O maior tremor foi registrado às 8h58 e atingiu magnitude 2,5. Ao longo do dia, outros quatro eventos foram identificados: às 12h15 (magnitude 2,1), às 12h18 (1,7), às 13h (2,1) e às 21h23 (1,5). Não houve relatos de pessoas que tenham sentido os tremores, nem registro de danos materiais.
Segundo o sismólogo Gilberto Leite, do Observatório Nacional, esse tipo de atividade é considerado comum no Brasil e faz parte das tensões naturais que atuam na crosta terrestre.

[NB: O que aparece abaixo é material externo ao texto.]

use rand::{Rng, SeedableRng, rngs::StdRng};

const TAGS: [&str; 6] = ["div", "span", "p", "section", "li", "button"];
const FIELDS: [&str; 5] = ["name", "value", "label", "count", "title"];

/// Generate n random template sources to use in the benchmark
pub fn generate_random_templates(n: usize) -> Vec<String> {
    let mut rng = StdRng::seed_from_u64(42); // Fixed seed for reproducibility
    (0..n).map(|_| random_node(&mut rng, 0)).collect()
}

fn random_node(rng: &mut StdRng, depth: usize) -> String {
    let tag = TAGS[rng.random_range(0..TAGS.len())];
    let field = FIELDS[rng.random_range(0..FIELDS.len())];

    let mut attrs = String::new();
    if rng.random_bool(0.3) {
        attrs.push_str(&format!(" t-att-class=\"state.{field} ? 'on' : 'off'\""));
    }
    if rng.random_bool(0.2) {
        attrs.push_str(&format!(" t-on-click=\"() => this.select('{field}')\""));
    }

    let mut children = String::new();
    if depth < 3 {
        for _ in 0..rng.random_range(1..4) {
            children.push_str(&random_child(rng, depth + 1));
        }
    } else {
        children.push_str(&format!("<t t-esc=\"state.{field}\"/>"));
    }
    format!("<{tag}{attrs}>{children}</{tag}>")
}

fn random_child(rng: &mut StdRng, depth: usize) -> String {
    let field = FIELDS[rng.random_range(0..FIELDS.len())];
    match rng.random_range(0..5) {
        0 => format!(
            "<t t-foreach=\"state.{field}s\" t-as=\"{field}\" t-key=\"{field}_index\">{}</t>",
            random_node(rng, depth)
        ),
        1 => format!(
            "<t t-if=\"state.{field}\">{}</t><t t-else=\"\">empty</t>",
            random_node(rng, depth)
        ),
        2 => format!("<Item {field}=\"state.{field}\"/>"),
        3 => format!("text {field} "),
        _ => random_node(rng, depth),
    }
}

// Print binary size information - can be used from individual benchmarks
pub fn print_binary_size() {
    let binary_path = std::env::current_exe().unwrap();
    let metadata = std::fs::metadata(binary_path.clone()).unwrap();
    let size_bytes = metadata.len();
    let size_kb = size_bytes as f64 / 1024.0;

    println!("Binary size: {size_kb:.2} KB ({size_bytes} bytes)");
    println!("Binary path: {}", binary_path.display());
}
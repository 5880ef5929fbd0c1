use std::fmt;
use std::sync::Arc;

use crate::error::CompileResult;

/// Translation hook applied to static text and translatable attributes.
pub type TranslateFn = Arc<dyn Fn(&str) -> String + Send + Sync>;

/// Attributes whose static values go through the translation hook.
pub const TRANSLATABLE_ATTRIBUTES: [&str; 4] = ["label", "title", "placeholder", "alt"];

/// Options for one compilation.
///
/// # Examples
///
/// ```
/// use qwebc::CompileOptions;
///
/// let options = CompileOptions::new()
///     .with_name("main")
///     .with_dev(true)
///     .with_translatable_attributes(["data-tooltip", "-alt"]);
///
/// assert!(options.dev);
/// assert!(options.translatable_attributes().contains(&"data-tooltip".to_string()));
/// assert!(!options.translatable_attributes().contains(&"alt".to_string()));
/// ```
#[cfg_attr(feature = "serde", derive(serde::Serialize, serde::Deserialize))]
#[derive(Clone, Default)]
pub struct CompileOptions {
    /// Emitted as a comment at the top of the generated code.
    pub name: Option<String>,
    /// Validation mode: duplicate loop keys throw and props are validated.
    pub dev: bool,
    #[cfg_attr(feature = "serde", serde(skip))]
    pub translate_fn: Option<TranslateFn>,
    /// Edits to the default translatable attributes. A leading `-` removes
    /// an attribute from the list.
    pub translatable_attributes: Option<Vec<String>>,
}

impl CompileOptions {
    pub fn new() -> Self {
        Self::default()
    }

    #[must_use]
    pub fn with_name<N: Into<String>>(mut self, name: N) -> Self {
        self.name = Some(name.into());
        self
    }

    #[must_use]
    pub const fn with_dev(mut self, dev: bool) -> Self {
        self.dev = dev;
        self
    }

    #[must_use]
    pub fn with_translate_fn<F>(mut self, translate_fn: F) -> Self
    where
        F: Fn(&str) -> String + Send + Sync + 'static,
    {
        self.translate_fn = Some(Arc::new(translate_fn));
        self
    }

    #[must_use]
    pub fn with_translatable_attributes<I, S>(mut self, attributes: I) -> Self
    where
        I: IntoIterator<Item = S>,
        S: Into<String>,
    {
        self.translatable_attributes = Some(attributes.into_iter().map(Into::into).collect());
        self
    }

    /// The effective translatable attributes, defaults first.
    pub fn translatable_attributes(&self) -> Vec<String> {
        let mut attributes: Vec<String> = TRANSLATABLE_ATTRIBUTES
            .iter()
            .map(ToString::to_string)
            .collect();
        for attr in self.translatable_attributes.iter().flatten() {
            match attr.strip_prefix('-') {
                Some(removed) => attributes.retain(|a| a != removed),
                None => {
                    if !attributes.contains(attr) {
                        attributes.push(attr.clone());
                    }
                }
            }
        }
        attributes
    }

    pub(crate) fn translate(&self, text: &str) -> String {
        match &self.translate_fn {
            Some(translate) => translate(text),
            None => text.to_string(),
        }
    }
}

impl fmt::Debug for CompileOptions {
    fn fmt(&self, f: &mut fmt::Formatter<'_>) -> fmt::Result {
        f.debug_struct("CompileOptions")
            .field("name", &self.name)
            .field("dev", &self.dev)
            .field("translate_fn", &self.translate_fn.as_ref().map(|_| "<fn>"))
            .field("translatable_attributes", &self.translatable_attributes)
            .finish()
    }
}

/// Static structure of one block, as passed to `createBlock`.
#[cfg_attr(feature = "serde", derive(serde::Serialize, serde::Deserialize))]
#[derive(Debug, Clone, PartialEq, Eq, Hash)]
pub struct BlockDefinition {
    /// Constructor variable, `block<N>`.
    pub name: String,
    /// Markup with `block-*` placeholders, backticks escaped.
    pub markup: String,
    /// Whether the constructor takes the tag name as a parameter.
    pub dynamic_tag: bool,
}

/// Output of the code generator.
#[cfg_attr(feature = "serde", derive(serde::Serialize, serde::Deserialize))]
#[derive(Debug, Clone, PartialEq, Eq, Hash)]
pub struct CompiledTemplate {
    pub name: Option<String>,
    /// Body of the template factory, called with `app`, `bdom` and `helpers`.
    pub code: String,
    /// Runtime helpers the code destructures from `helpers`, in first-use order.
    pub helpers: Vec<String>,
    /// Auxiliary render functions (slots, default content, lazy values).
    pub functions: Vec<String>,
    pub blocks: Vec<BlockDefinition>,
}

impl CompiledTemplate {
    /// The factory as a standalone function declaration.
    pub fn function_source(&self) -> String {
        let ident: String = match self.name.as_deref() {
            Some(name) if !name.is_empty() => name
                .chars()
                .map(|c| if c.is_ascii_alphanumeric() || c == '_' { c } else { '_' })
                .collect(),
            _ => "anonymous".to_string(),
        };
        let ident = if ident.starts_with(|c: char| c.is_ascii_digit()) {
            format!("_{ident}")
        } else {
            ident
        };
        format!("function {ident}(app, bdom, helpers\n) {{\n{}\n}}", self.code)
    }
}

/// `TemplateCompiler` is implemented by registries of named templates that
/// can be compiled on demand.
pub trait TemplateCompiler {
    /// `add_template` registers a template source under `name`.
    ///
    /// # Errors
    /// - If the template name is a duplicate.
    /// - If the source is not well-formed markup.
    fn add_template<N: AsRef<str>, S: Into<String>>(&mut self, name: N, source: S)
    -> CompileResult<()>;

    /// `compile` generates the render code of a registered template.
    ///
    /// # Errors
    /// - If the template name is not found.
    /// - If the template misuses a directive.
    fn compile<N: AsRef<str>>(
        &mut self,
        name: N,
        options: &CompileOptions,
    ) -> CompileResult<CompiledTemplate>;
}

#[cfg(test)]
mod tests {
    use super::*;

    #[test]
    #[ntest::timeout(100)]
    fn test_translatable_attributes() {
        let options = CompileOptions::new();
        assert_eq!(
            options.translatable_attributes(),
            vec!["label", "title", "placeholder", "alt"]
        );
        let options = options.with_translatable_attributes(["-title", "aria-label", "label"]);
        assert_eq!(
            options.translatable_attributes(),
            vec!["label", "placeholder", "alt", "aria-label"]
        );
    }

    #[test]
    #[ntest::timeout(100)]
    fn test_translate() {
        let options = CompileOptions::new();
        assert_eq!(options.translate("hello"), "hello");
        let options = options.with_translate_fn(|s| s.to_uppercase());
        assert_eq!(options.translate("hello"), "HELLO");
        assert!(format!("{options:?}").contains("<fn>"));
    }

    #[test]
    #[ntest::timeout(100)]
    fn test_function_source() {
        let template = CompiledTemplate {
            name: Some("web.main-view".to_string()),
            code: "  return 1;".to_string(),
            helpers: Vec::new(),
            functions: Vec::new(),
            blocks: Vec::new(),
        };
        assert_eq!(
            template.function_source(),
            "function web_main_view(app, bdom, helpers\n) {\n  return 1;\n}"
        );
        let anonymous = CompiledTemplate {
            name: None,
            ..template
        };
        assert!(anonymous.function_source().starts_with("function anonymous("));
    }
}
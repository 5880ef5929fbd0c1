use std::collections::HashMap;
use std::rc::{Rc, Weak};

use crate::ast::Ast;
use crate::error::CompileResult;
use crate::parser::parse;

/// A template source with an identity.
///
/// Cloning a `Template` is cheap and the clone shares the identity of the
/// original, so an [`AstCache`] recognises it. Two templates created from the
/// same text are distinct.
///
/// # Example
///
/// ```rust
/// use qwebc::{AstCache, Template};
///
/// let template = Template::new("<div t-esc=\"state.value\"/>");
/// let copy = template.clone();
/// assert!(template.ptr_eq(&copy));
/// assert!(!template.ptr_eq(&Template::new(template.source())));
///
/// let mut cache = AstCache::new();
/// let ast = cache.get_or_parse(&template).unwrap();
/// let again = cache.get_or_parse(&copy).unwrap();
/// assert!(std::rc::Rc::ptr_eq(&ast, &again));
/// ```
#[derive(Debug, Clone)]
pub struct Template {
    source: Rc<str>,
}

#[cfg(feature = "serde")]
impl serde::Serialize for Template {
    fn serialize<S>(&self, serializer: S) -> Result<S::Ok, S::Error>
    where
        S: serde::Serializer,
    {
        use serde::ser::SerializeStruct;

        let mut state = serializer.serialize_struct("Template", 1)?;
        state.serialize_field("source", &*self.source)?;
        state.end()
    }
}

#[cfg(feature = "serde")]
impl<'de> serde::Deserialize<'de> for Template {
    fn deserialize<D>(deserializer: D) -> Result<Self, D::Error>
    where
        D: serde::Deserializer<'de>,
    {
        #[derive(serde::Deserialize)]
        struct TemplateHelper {
            source: String,
        }

        // A deserialized template gets a fresh identity.
        let helper = TemplateHelper::deserialize(deserializer)?;
        Ok(Self::new(helper.source))
    }
}

impl Template {
    pub fn new<S: Into<String>>(source: S) -> Self {
        Self {
            source: Rc::from(source.into()),
        }
    }

    pub fn source(&self) -> &str {
        &self.source
    }

    /// Whether both handles refer to the same template.
    pub fn ptr_eq(&self, other: &Self) -> bool {
        Rc::ptr_eq(&self.source, &other.source)
    }

    fn id(&self) -> usize {
        Rc::as_ptr(&self.source).cast::<u8>().addr()
    }
}

#[derive(Debug)]
struct CacheEntry {
    template: Weak<str>,
    ast: Rc<Ast>,
}

impl CacheEntry {
    fn is_alive(&self) -> bool {
        self.template.strong_count() > 0
    }
}

/// Parsed templates, keyed by template identity.
///
/// The cache never keeps a template alive: entries whose template has been
/// dropped are ignored on lookup and purged on the next insert.
#[derive(Debug, Default)]
pub struct AstCache {
    entries: HashMap<usize, CacheEntry>,
}

impl AstCache {
    pub fn new() -> Self {
        Self::default()
    }

    /// Returns the AST of `template`, parsing it on first use.
    ///
    /// # Errors
    ///
    /// Returns the parse error of the template source. Failures are not cached.
    pub fn get_or_parse(&mut self, template: &Template) -> CompileResult<Rc<Ast>> {
        let id = template.id();
        if let Some(entry) = self.entries.get(&id) {
            let same = entry
                .template
                .upgrade()
                .is_some_and(|source| Rc::ptr_eq(&source, &template.source));
            if same {
                log::trace!("ast cache hit for template {id:#x}");
                return Ok(Rc::clone(&entry.ast));
            }
        }

        log::trace!("ast cache miss for template {id:#x}");
        let ast = Rc::new(parse(template.source())?);
        self.purge();
        self.entries.insert(
            id,
            CacheEntry {
                template: Rc::downgrade(&template.source),
                ast: Rc::clone(&ast),
            },
        );
        Ok(ast)
    }

    /// Drops the entries of templates that no longer exist.
    pub fn purge(&mut self) {
        self.entries.retain(|_, entry| entry.is_alive());
    }

    /// Number of entries whose template is alive.
    pub fn len(&self) -> usize {
        self.entries.values().filter(|e| e.is_alive()).count()
    }

    pub fn is_empty(&self) -> bool {
        self.len() == 0
    }
}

“O Brasil registra pequenos tremores com certa frequência. Na maioria das vezes, eles têm baixa magnitude e sequer são percebidos pela população. A margem sudeste do país é, inclusive, a principal zona sísmica em alto-mar do Brasil”, explicou o especialista.
Embora a sequência de cinco tremores em um único dia tenha chamado atenção, os especialistas afirmam que o comportamento está dentro do histórico sísmico da região. Segundo Leite, não é possível prever quando novos abalos poderão ocorrer ou qual será sua intensidade.
Não é a primeira vez que a costa fluminense registra uma sequência semelhante. Entre os dias 21 e 22 de maio deste ano, outra série de tremores foi detectada nas proximidades de Maricá. Na ocasião, o maior evento alcançou magnitude 3,3.
Apesar de o Brasil estar localizado no interior da Placa Sul-Americana, distante das bordas entre placas tectônicas — onde ocorrem os grandes terremotos —, pequenas movimentações geológicas podem provocar tremores de baixa intensidade.
Especialistas reforçam que os eventos registrados não representam risco à população e fazem parte da atividade sísmica natural observada na costa sudeste brasileira.